The post, uploaded by Facebook user Arthur Techeir on Sunday (Dec 9), was shared 3,600 times and garnered nearly 10,000 reactions in 48 hours.
Arthur wrote about hiring an actor to dress up as Ultraman as a surprise for his younger brother – referred to in the album title as Cipik – whom he said was left intellectually disabled after injuries suffered during a car accident when he was a baby.
The man, aged 32, has the mental facilities “of a 3 to 4 year old kid” and cannot walk or talk properly, Techeir said, adding that doctors had been unable to diagnose the condition.
Arthur’s brother watches DVDs of Ultraman and Mighty Morphin Power Rangers in Malay on repeat every day.
“He doesn’t even understand the story, but that’s the only thing he knows how to enjoy,” Arthur said.
Ultraman is a highly-popular Japanese superhero. In the Ultraman television series, the titular character fights off monsters and aliens to protect humanity using solar-powered death rays shot from his forearms.
Arthur wrote that he had harboured the idea to surprise his brother with a visit from Ultraman for a long time, but could only afford the cost of hiring an actor recently.
Photos posted show an elated Cipik meeting the hero of his dreams.
The duo even watched an episode of Ultraman together on the couch.
“It might not mean anything to normal people like us. But to see him having his version of ‘fun’ for about an hour and a half of his life – that’s just priceless,” Arthur wrote.

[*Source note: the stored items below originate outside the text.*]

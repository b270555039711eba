// This file is part of Nitrogen.
//
// Nitrogen is free software: you can redistribute it and/or modify
// it under the terms of the GNU General Public License as published by
// the Free Software Foundation, either version 3 of the License, or
// (at your option) any later version.
//
// Nitrogen is distributed in the hope that it will be useful,
// but WITHOUT ANY WARRANTY; without even the implied warranty of
// MERCHANTABILITY or FITNESS FOR A PARTICULAR PURPOSE.  See the
// GNU General Public License for more details.
//
// You should have received a copy of the GNU General Public License
// along with Nitrogen.  If not, see <http://www.gnu.org/licenses/>.
//! Per-tile elevation samples and their on-disk layouts.

use crate::tile::geometry::{GRID_SUBDIVISIONS, GRID_VERTICES};
use std::fmt::Debug;

/// Samples along each edge of a standard elevation grid.
pub const DEM_GRID: usize = GRID_VERTICES;

pub const DEM_SAMPLES: usize = DEM_GRID * DEM_GRID;

/// Samples in the compact layouts used by triangular tilings.
pub const COMPACT_DEM_SAMPLES: usize = 513;

/// Meters per unit of body radius.
pub const DEM_SCALE_FACTOR: f64 = 6_371_000f64;

// Spacing of the full resolution codec grid relative to ours.
const CODEC_STRIDE: usize = 8;

#[derive(Copy, Clone, Debug, Eq, PartialEq)]
pub enum DemFormat {
    /// 33x33 little endian i16, 2178 bytes.
    Int16Grid,
    /// 513 little endian i16, 1026 bytes.
    CompactInt16,
    /// 33x33 little endian f32, 4356 bytes.
    Float32Grid,
    /// 513 little endian f32, 2052 bytes.
    CompactFloat32,
    /// Decoded by an external codec.
    Codec,
    /// Synthesized from the parent tile.
    FromParent,
    /// No data: a constant altitude.
    Flat,
}

impl DemFormat {
    /// Identify a raw layout by its exact length.
    pub fn sniff(len: usize) -> Option<Self> {
        Some(match len {
            2178 => Self::Int16Grid,
            1026 => Self::CompactInt16,
            4356 => Self::Float32Grid,
            2052 => Self::CompactFloat32,
            _ => return None,
        })
    }

    pub fn sample_count(&self) -> usize {
        match self {
            Self::CompactInt16 | Self::CompactFloat32 => COMPACT_DEM_SAMPLES,
            _ => DEM_SAMPLES,
        }
    }
}

/// A full resolution elevation tile produced by an external codec.
pub trait HdElevation {
    /// Rows and columns in the tile; at least `8 * 32 + 1`.
    fn size(&self) -> usize;
    fn altitude_in_meters(&self, row: usize, col: usize) -> f64;
}

/// A pluggable decoder for compressed elevation payloads (used for mercator
/// image sets). Returns None when the bytes are not in its format.
pub trait DemCodec: Debug + Send + Sync {
    fn decompress(&self, bytes: &[u8]) -> Option<Box<dyn HdElevation>>;
}

/// Elevation samples for one tile, in grid order: row 0 is the top (v = 0)
/// edge of the tile.
#[derive(Clone, Debug)]
pub struct ElevationGrid {
    samples: Vec<f64>,
    average: f64,
    format: DemFormat,
}

impl ElevationGrid {
    /// Decode a raw payload. Returns None for lengths that are not a known
    /// layout, or for layouts that do not carry `expected_samples`; both cases
    /// fall back to parent-derived elevation.
    pub fn decode_raw(bytes: &[u8], expected_samples: usize) -> Option<Self> {
        let format = DemFormat::sniff(bytes.len())?;
        if format.sample_count() != expected_samples {
            return None;
        }
        let mut samples = Vec::with_capacity(format.sample_count());
        let mut sum = 0f64;
        match format {
            DemFormat::Int16Grid | DemFormat::CompactInt16 => {
                for chunk in bytes.chunks_exact(2) {
                    let value = i16::from_le_bytes([chunk[0], chunk[1]]) as f64;
                    sum += value;
                    samples.push(value);
                }
            }
            _ => {
                for chunk in bytes.chunks_exact(4) {
                    let mut value =
                        f32::from_le_bytes([chunk[0], chunk[1], chunk[2], chunk[3]]) as f64;
                    if value.is_nan() {
                        value = if samples.is_empty() {
                            0f64
                        } else {
                            sum / samples.len() as f64
                        };
                    }
                    sum += value;
                    samples.push(value);
                }
            }
        }
        let average = sum / samples.len() as f64;
        Some(Self {
            samples,
            average,
            format,
        })
    }

    /// Take every eighth sample from a full resolution codec tile. Codec
    /// rows run south to north, so they are flipped into grid order.
    pub fn from_hd(tile: &dyn HdElevation) -> Option<Self> {
        if tile.size() < GRID_SUBDIVISIONS * CODEC_STRIDE + 1 {
            return None;
        }
        let mut samples = vec![0f64; DEM_SAMPLES];
        let mut sum = 0f64;
        for yl in 0..DEM_GRID {
            for xl in 0..DEM_GRID {
                let value = tile.altitude_in_meters(yl * CODEC_STRIDE, xl * CODEC_STRIDE);
                samples[xl + (GRID_SUBDIVISIONS - yl) * DEM_GRID] = value;
                sum += value;
            }
        }
        Some(Self {
            samples,
            average: sum / DEM_SAMPLES as f64,
            format: DemFormat::Codec,
        })
    }

    /// Upsample the quarter of `parent` covered by grid part `part`.
    pub fn from_parent_part(parent: &ElevationGrid, part: usize) -> Option<Self> {
        if parent.samples.len() != DEM_SAMPLES {
            return None;
        }
        let half = GRID_SUBDIVISIONS / 2;
        let row0 = (part / 2) * half;
        let col0 = (part % 2) * half;
        let mut samples = Vec::with_capacity(DEM_SAMPLES);
        let mut sum = 0f64;
        for row in 0..DEM_GRID {
            for col in 0..DEM_GRID {
                let pr = row0 as f64 + row as f64 / 2f64;
                let pc = col0 as f64 + col as f64 / 2f64;
                let value = parent.bilinear(pr, pc);
                sum += value;
                samples.push(value);
            }
        }
        Some(Self {
            samples,
            average: sum / DEM_SAMPLES as f64,
            format: DemFormat::FromParent,
        })
    }

    pub fn flat(altitude: f64) -> Self {
        Self {
            samples: vec![altitude; DEM_SAMPLES],
            average: altitude,
            format: DemFormat::Flat,
        }
    }

    pub fn samples(&self) -> &[f64] {
        &self.samples
    }

    pub fn average(&self) -> f64 {
        self.average
    }

    pub fn format(&self) -> DemFormat {
        self.format
    }

    pub fn is_grid(&self) -> bool {
        self.samples.len() == DEM_SAMPLES
    }

    pub fn sample(&self, row: usize, col: usize) -> f64 {
        self.samples[row * DEM_GRID + col]
    }

    /// Altitude at a fractional tile position.
    pub fn altitude_at(&self, u: f64, v: f64) -> f64 {
        if !self.is_grid() {
            return self.average;
        }
        let last = GRID_SUBDIVISIONS as f64;
        self.bilinear(v.clamp(0f64, 1f64) * last, u.clamp(0f64, 1f64) * last)
    }

    fn bilinear(&self, row: f64, col: f64) -> f64 {
        let last = GRID_SUBDIVISIONS;
        let r0 = (row.floor() as usize).min(last);
        let c0 = (col.floor() as usize).min(last);
        let r1 = (r0 + 1).min(last);
        let c1 = (c0 + 1).min(last);
        let fr = row - r0 as f64;
        let fc = col - c0 as f64;
        let top = self.sample(r0, c0) * (1f64 - fc) + self.sample(r0, c1) * fc;
        let bottom = self.sample(r1, c0) * (1f64 - fc) + self.sample(r1, c1) * fc;
        top * (1f64 - fr) + bottom * fr
    }
}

To make his brother happy, he also plans to have the famous Power Rangers visit in the future.
Of course, social media was in tears after reading about his gesture.
Arthur also asked Facebook users to suggest places he could cheaply purchase more Ultraman and Power Rangers DVDs, as the family’s existing ones often became scratched after being handled by his brother.
Arthur’s father has been buying new copies of the DVDs every month for over 20 years.
Now, however, the family is worried that there will be nowhere to get these videos once their regular store closes down.
Their current options are to rip a DVD into a hard drive, or download videos off the Internet – but even then, it has become hard to find these episodes dubbed in Malay, he said.